Interest rate risk: A rise in interest rates generally causes bond prices to fall. 

Credit risk of underlying issuers/lenders: A decline in the financial health of an issuer/lender can cause the value of its bonds/ loans to fall or become worthless. 

Currency risk: The fund can be exposed to different currencies. Changes in foreign exchange rates could create losses. 

Counterparty risk: The counterparty to a derivative or other contractual agreement or synthetic financial product could become unable to honour its commitments to the proposed fund, potentially creating a partial or total loss for the proposed fund. 

Derivatives risk: A derivative may not perform as expected, and may create losses greater than the cost of the derivative.

Concentration risk: The proposed Fund may be concentrated in a limited number of geographical regions, industry sectors, markets and/or individual positions. This may result in large changes in the value of the fund, both up or down, which may adversely impact the performance of the fund. 

Gearing risk: The proposed fund may borrow money to invest in further investments. Gearing will increase returns if the value of the investments purchased increase in value by more than the cost of borrowing, or reduce returns if they fail to do so. 

Valuation risk: The underlying private credit assets may be subject to inadequate pricing reliability. In addition, property-based vehicles invest in real property, the value of which is generally a matter of a valuer’s opinion. 
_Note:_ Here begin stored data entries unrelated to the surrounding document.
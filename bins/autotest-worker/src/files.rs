//! Materialise a job's files into a workspace.
//!
//! Two sources: the submission archive downloaded from the front end, and the
//! assignment's test files kept in a local directory (`_files` in settings).

use anyhow::{Context, Result, bail};
use async_trait::async_trait;
use autotest_common::types::Credentials;
use nix::unistd::{chown, Gid};
use reqwest::header::AUTHORIZATION;
use std::fs;
use std::io::{self, Cursor};
use std::os::unix::fs::PermissionsExt;
use std::path::{Path, PathBuf};
use tracing::debug;
use zip::ZipArchive;

/// Mode of everything extracted from the submission archive.
pub const SUBMISSION_MODE: u32 = 0o770;
/// Modes of copied assignment directories and files.
pub const SCRIPT_DIR_MODE: u32 = 0o1770;
pub const SCRIPT_FILE_MODE: u32 = 0o750;

/// Something a zip archive can be fetched from.
#[async_trait]
pub trait ArchiveSource: Send + Sync {
    async fn fetch(&self, url: &str, credentials: Option<&Credentials>) -> Result<Vec<u8>>;
}

pub struct HttpArchiveSource {
    client: reqwest::Client,
}

impl HttpArchiveSource {
    pub fn new() -> Self {
        Self {
            client: reqwest::Client::new(),
        }
    }
}

#[async_trait]
impl ArchiveSource for HttpArchiveSource {
    async fn fetch(&self, url: &str, credentials: Option<&Credentials>) -> Result<Vec<u8>> {
        let mut request = self.client.get(url);
        if let Some(credentials) = credentials {
            request = request.header(AUTHORIZATION, credentials.header_value());
        }
        let response = request
            .send()
            .await
            .with_context(|| format!("Failed to download {}", url))?
            .error_for_status()
            .with_context(|| format!("Download of {} was rejected", url))?;
        let bytes = response.bytes().await?;
        debug!(url = %url, size = bytes.len(), "Archive downloaded");
        Ok(bytes.to_vec())
    }
}

/// An entry written into the workspace.
#[derive(Debug, Clone, PartialEq, Eq)]
pub struct Materialised {
    pub path: PathBuf,
    pub is_dir: bool,
}

/// Extract a zip archive under `dest`, keeping relative paths.
///
/// Entries whose names would escape `dest` (absolute paths, `..`) reject the
/// whole archive.
pub fn extract_archive(bytes: &[u8], dest: &Path) -> Result<Vec<Materialised>> {
    let mut archive = ZipArchive::new(Cursor::new(bytes)).context("Submission is not a valid zip archive")?;
    let mut written = Vec::with_capacity(archive.len());

    for i in 0..archive.len() {
        let mut entry = archive.by_index(i)?;
        let Some(relative) = entry.enclosed_name() else {
            bail!("Unsafe path in archive: {}", entry.name());
        };
        let target = dest.join(relative);

        if entry.is_dir() {
            fs::create_dir_all(&target)?;
            written.push(Materialised { path: target, is_dir: true });
        } else {
            if let Some(parent) = target.parent() {
                fs::create_dir_all(parent)?;
            }
            let mut out = fs::File::create(&target)
                .with_context(|| format!("Failed to create {}", target.display()))?;
            io::copy(&mut entry, &mut out)?;
            written.push(Materialised { path: target, is_dir: false });
        }
    }

    // Directories created implicitly for nested files are part of the tree too.
    let mut implicit = Vec::new();
    for item in &written {
        let mut parent = item.path.parent();
        while let Some(dir) = parent {
            if dir == dest || !dir.starts_with(dest) {
                break;
            }
            let known = written.iter().chain(implicit.iter()).any(|m: &Materialised| m.path == dir);
            if !known {
                implicit.push(Materialised { path: dir.to_path_buf(), is_dir: true });
            }
            parent = dir.parent();
        }
    }
    written.extend(implicit);
    Ok(written)
}

/// Recursively copy the contents of `src` into `dest`.
pub fn copy_tree(src: &Path, dest: &Path) -> Result<Vec<Materialised>> {
    if !src.is_dir() {
        bail!("directory does not exist: {}", src.display());
    }
    let mut copied = Vec::new();
    copy_dir(src, dest, &mut copied)?;
    Ok(copied)
}

fn copy_dir(src: &Path, dest: &Path, copied: &mut Vec<Materialised>) -> Result<()> {
    for entry in fs::read_dir(src)? {
        let entry = entry?;
        let target = dest.join(entry.file_name());
        let file_type = entry.file_type()?;
        if file_type.is_dir() {
            fs::create_dir_all(&target)?;
            copied.push(Materialised { path: target.clone(), is_dir: true });
            copy_dir(&entry.path(), &target, copied)?;
        } else {
            if let Some(parent) = target.parent() {
                fs::create_dir_all(parent)?;
            }
            fs::copy(entry.path(), &target)
                .with_context(|| format!("Failed to copy {}", entry.path().display()))?;
            copied.push(Materialised { path: target, is_dir: false });
        }
    }
    Ok(())
}

/// Set modes, and the group when given, on materialised entries.
pub fn apply_modes(entries: &[Materialised], dir_mode: u32, file_mode: u32, group: Option<Gid>) -> Result<()> {
    for entry in entries {
        let mode = if entry.is_dir { dir_mode } else { file_mode };
        fs::set_permissions(&entry.path, fs::Permissions::from_mode(mode))
            .with_context(|| format!("Failed to set mode on {}", entry.path.display()))?;
        if let Some(gid) = group {
            chown(&entry.path, None, Some(gid))
                .with_context(|| format!("Failed to set group on {}", entry.path.display()))?;
        }
    }
    Ok(())
}

/// Lay out a workspace: the submission first, then the assignment files on
/// top of it.
pub fn materialise(
    archive: &[u8],
    script_dir: Option<&Path>,
    workspace: &Path,
    group: Option<Gid>,
) -> Result<()> {
    let submission = extract_archive(archive, workspace)?;
    apply_modes(&submission, SUBMISSION_MODE, SUBMISSION_MODE, group)?;

    if let Some(script_dir) = script_dir {
        let scripts = copy_tree(script_dir, workspace)?;
        apply_modes(&scripts, SCRIPT_DIR_MODE, SCRIPT_FILE_MODE, group)?;
    }
    Ok(())
}

#[cfg(test)]
pub(crate) mod tests {
    use super::*;
    use std::io::Write;
    use zip::write::SimpleFileOptions;
    use zip::ZipWriter;

    pub(crate) fn zip_of(entries: &[(&str, &str)]) -> Vec<u8> {
        let mut writer = ZipWriter::new(Cursor::new(Vec::new()));
        for (name, content) in entries {
            if name.ends_with('/') {
                writer.add_directory(*name, SimpleFileOptions::default()).unwrap();
            } else {
                writer.start_file(*name, SimpleFileOptions::default()).unwrap();
                writer.write_all(content.as_bytes()).unwrap();
            }
        }
        writer.finish().unwrap().into_inner()
    }

    fn mode_of(path: &Path) -> u32 {
        fs::metadata(path).unwrap().permissions().mode() & 0o7777
    }

    #[test]
    fn test_extract_keeps_relative_paths() {
        let dest = tempfile::tempdir().unwrap();
        let archive = zip_of(&[("submission.py", "print(1)"), ("pkg/util.py", "x = 1"), ("empty/", "")]);

        let written = extract_archive(&archive, dest.path()).unwrap();

        assert_eq!(fs::read_to_string(dest.path().join("submission.py")).unwrap(), "print(1)");
        assert_eq!(fs::read_to_string(dest.path().join("pkg/util.py")).unwrap(), "x = 1");
        assert!(dest.path().join("empty").is_dir());
        assert!(written.iter().any(|m| m.is_dir && m.path == dest.path().join("pkg")));
    }

    #[test]
    fn test_extract_rejects_escaping_paths() {
        let dest = tempfile::tempdir().unwrap();
        let archive = zip_of(&[("../evil.sh", "rm -rf /")]);

        assert!(extract_archive(&archive, dest.path()).is_err());
        assert!(!dest.path().parent().unwrap().join("evil.sh").exists());
    }

    #[test]
    fn test_extract_rejects_garbage() {
        let dest = tempfile::tempdir().unwrap();
        assert!(extract_archive(b"definitely not a zip", dest.path()).is_err());
    }

    #[test]
    fn test_materialise_sets_modes() {
        let workspace = tempfile::tempdir().unwrap();
        let scripts = tempfile::tempdir().unwrap();
        fs::create_dir(scripts.path().join("tests")).unwrap();
        fs::write(scripts.path().join("tests/test_a.py"), "def test(): pass").unwrap();
        let archive = zip_of(&[("sub/answer.py", "x = 1")]);

        materialise(&archive, Some(scripts.path()), workspace.path(), None).unwrap();

        assert_eq!(mode_of(&workspace.path().join("sub")), SUBMISSION_MODE);
        assert_eq!(mode_of(&workspace.path().join("sub/answer.py")), SUBMISSION_MODE);
        assert_eq!(mode_of(&workspace.path().join("tests")), SCRIPT_DIR_MODE);
        assert_eq!(mode_of(&workspace.path().join("tests/test_a.py")), SCRIPT_FILE_MODE);
    }

    #[test]
    fn test_copy_tree_requires_source() {
        let dest = tempfile::tempdir().unwrap();
        assert!(copy_tree(Path::new("/nonexistent/files"), dest.path()).is_err());
    }
}
mod config;
mod executor;
mod files;
mod identity;
mod json_stream;
mod report;
mod rlimit;
mod runner;
mod runner_tests;
mod store;
mod testers;
mod workspace;

use anyhow::Context;
use autotest_common::redis;
use autotest_common::types::Job;
use clap::{Parser, Subcommand};
use config::WorkerConfig;
use executor::ChildProcessExecutor;
use files::HttpArchiveSource;
use identity::{WorkerIdentity, WorkerIdentityPool};
use nix::unistd::Uid;
use rlimit::ResourceLimitPolicy;
use runner::JobRunner;
use std::path::PathBuf;
use std::sync::Arc;
use store::RedisStore;
use testers::env::EnvironmentProvisioner;
use testers::TesterOptions;
use tokio::signal;
use tracing::{debug, error, info, instrument, warn};
use workspace::WorkspaceCustodian;

#[derive(Parser)]
#[command(name = "autotest-worker")]
#[command(about = "Runs queued autotest jobs as sandboxed worker users", long_about = None)]
struct Cli {
    #[command(subcommand)]
    command: Command,
}

#[derive(Subcommand)]
enum Command {
    /// Consume jobs from the configured queues
    Serve {
        /// Worker config file (defaults to $AUTOTEST_CONFIG or config/autotest.json)
        #[arg(short, long)]
        config: Option<PathBuf>,
    },

    /// Run one tester: specs on stdin, results on stdout
    Tester {
        #[arg(long)]
        junit_jar: Option<PathBuf>,

        /// Resource limits as JSON, e.g. {"cpu": [30, 60]}
        #[arg(long)]
        rlimits: Option<String>,
    },

    /// Remove everything the calling user owns under a workspace
    Purge {
        #[arg(long)]
        root: PathBuf,

        /// Scratch directory to sweep as well (repeatable)
        #[arg(long = "scratch")]
        scratch: Vec<PathBuf>,
    },

    /// Kill every process of the calling user
    Reap,
}

fn init_tracing() {
    let filter = tracing_subscriber::EnvFilter::try_from_default_env()
        .unwrap_or_else(|_| tracing_subscriber::EnvFilter::new("info"));
    let builder = tracing_subscriber::fmt()
        .with_env_filter(filter)
        .with_target(false)
        .with_thread_ids(true)
        .with_line_number(true)
        .with_writer(std::io::stderr);

    // LOG_FORMAT=json for log shippers
    if std::env::var("LOG_FORMAT").is_ok_and(|f| f.eq_ignore_ascii_case("json")) {
        builder.json().init();
    } else {
        builder.init();
    }
}

#[tokio::main]
async fn main() -> anyhow::Result<()> {
    let cli = Cli::parse();

    match cli.command {
        // Tester stdout is the result stream; nothing else may write to it.
        Command::Tester { junit_jar, rlimits } => {
            let limits = match rlimits {
                Some(json) => serde_json::from_str(&json).context("Invalid --rlimits")?,
                None => ResourceLimitPolicy::default(),
            };
            let options = TesterOptions { junit_jar, limits };
            let stdout = std::io::stdout();
            let mut out = stdout.lock();
            tokio::task::block_in_place(|| {
                testers::run_from_reader(std::io::stdin().lock(), &mut out, &options)
            });
            Ok(())
        }
        Command::Purge { root, scratch } => {
            init_tracing();
            let owner = Uid::current();
            let mut report = workspace::purge(&root, owner);
            report.merge(workspace::sweep_scratch(&scratch, owner));
            println!("{}", serde_json::to_string(&report)?);
            Ok(())
        }
        Command::Reap => {
            init_tracing();
            executor::kill_all_own_processes().context("Failed to kill processes")?;
            Ok(())
        }
        Command::Serve { config } => {
            init_tracing();
            serve(config).await
        }
    }
}

async fn serve(config_path: Option<PathBuf>) -> anyhow::Result<()> {
    info!("Autotest worker booting...");

    let config = match &config_path {
        Some(path) => WorkerConfig::load(path),
        None => WorkerConfig::load_default(),
    }
    .map_err(|e| {
        error!("Failed to load worker configuration: {:#}", e);
        error!("Make sure config/autotest.json exists or AUTOTEST_CONFIG is set");
        e
    })?;

    let worker_exe = std::env::current_exe().context("Cannot locate the worker executable")?;
    let executor = ChildProcessExecutor::new(worker_exe, config.rlimit_settings.clone(), config.junit_jar.clone())
        .context("Invalid rlimit_settings")?;
    debug!(limits = ?config.rlimit_settings, "Resource limits resolved");

    let identities = config
        .workers
        .iter()
        .map(|worker| WorkerIdentity::lookup(worker, &config.workspace))
        .collect::<anyhow::Result<Vec<_>>>()?;
    if !Uid::effective().is_root() && identities.iter().any(|i| !i.is_current_user()) {
        warn!("Worker users differ from the current user; sudo must allow running as them");
    }
    let pool = WorkerIdentityPool::new(identities);

    let queues = config.queues();
    info!(
        workers = pool.size(),
        concurrency = config.concurrency(),
        queues = ?queues,
        workspace = %config.workspace.display(),
        "Worker configured"
    );

    let client = ::redis::Client::open(config.redis_url.as_str())?;
    let store_conn = ::redis::aio::ConnectionManager::new(client.clone()).await?;
    info!("Connected to Redis: {}", config.redis_url);

    let runner = Arc::new(JobRunner::new(
        Arc::new(RedisStore::new(store_conn, config.result_ttl_secs)),
        Arc::new(HttpArchiveSource::new()),
        pool,
        Arc::new(WorkspaceCustodian::new(&config)?),
        Arc::new(executor),
        Arc::new(EnvironmentProvisioner::new(config.python_requirements.clone())),
    ));

    // BLPOP holds its connection, so every consumer gets its own.
    let mut consumers = tokio::task::JoinSet::new();
    for index in 0..config.concurrency() {
        let conn = ::redis::aio::ConnectionManager::new(client.clone()).await?;
        let runner = Arc::clone(&runner);
        let queues = queues.clone();
        consumers.spawn(async move { consume(index, conn, queues, runner).await });
    }

    tokio::select! {
        _ = signal::ctrl_c() => {
            warn!("Received shutdown signal, stopping consumers...");
        }
        Some(finished) = consumers.join_next() => {
            error!(result = ?finished, "Consumer stopped unexpectedly");
        }
    }
    consumers.shutdown().await;

    info!("Worker shutdown complete");
    Ok(())
}

#[instrument(skip(conn, queues, runner))]
async fn consume(
    index: usize,
    mut conn: ::redis::aio::ConnectionManager,
    queues: Vec<String>,
    runner: Arc<JobRunner>,
) {
    loop {
        // BLPOP with 5 second timeout for graceful shutdown
        match redis::pop_payload(&mut conn, &queues, 5.0).await {
            Ok(Some((queue, payload))) => {
                let job = match Job::from_payload(&payload) {
                    Ok(job) => job,
                    Err(invalid) => {
                        match &invalid.test_id {
                            Some(test_id) => {
                                warn!(queue = %queue, test_id = %test_id, error = %invalid, "Invalid job");
                                runner.reject(test_id, &invalid.error.to_string()).await;
                            }
                            None => error!(queue = %queue, error = %invalid, "Dropping unreadable job"),
                        }
                        continue;
                    }
                };
                info!(
                    queue = %queue,
                    test_id = %job.test_id,
                    settings_id = %job.settings_id,
                    categories = ?job.categories,
                    "Received job"
                );
                let result = runner.run(job).await;
                if let Some(error) = &result.error {
                    warn!(error = %error, "Job finished with an error");
                }
            }
            Ok(None) => continue,
            Err(e) => {
                error!(error = %e, "Redis error");
                tokio::time::sleep(tokio::time::Duration::from_secs(1)).await;
            }
        }
    }
}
Industry/country risk: Legislative changes, changes in general economic conditions and increased competitive forces may affect the value of investments. Additional risks may include greater social and political uncertainty and instability and natural disasters. 

Infrastructure asset risk: Infrastructure assets expose investors to additional risks, in particular construction risk (e.g. construction delays, cost overruns, etc.) and deployment risk (e.g. capital being deployed in several instalments during construction period rather than upfront for brownfield investments).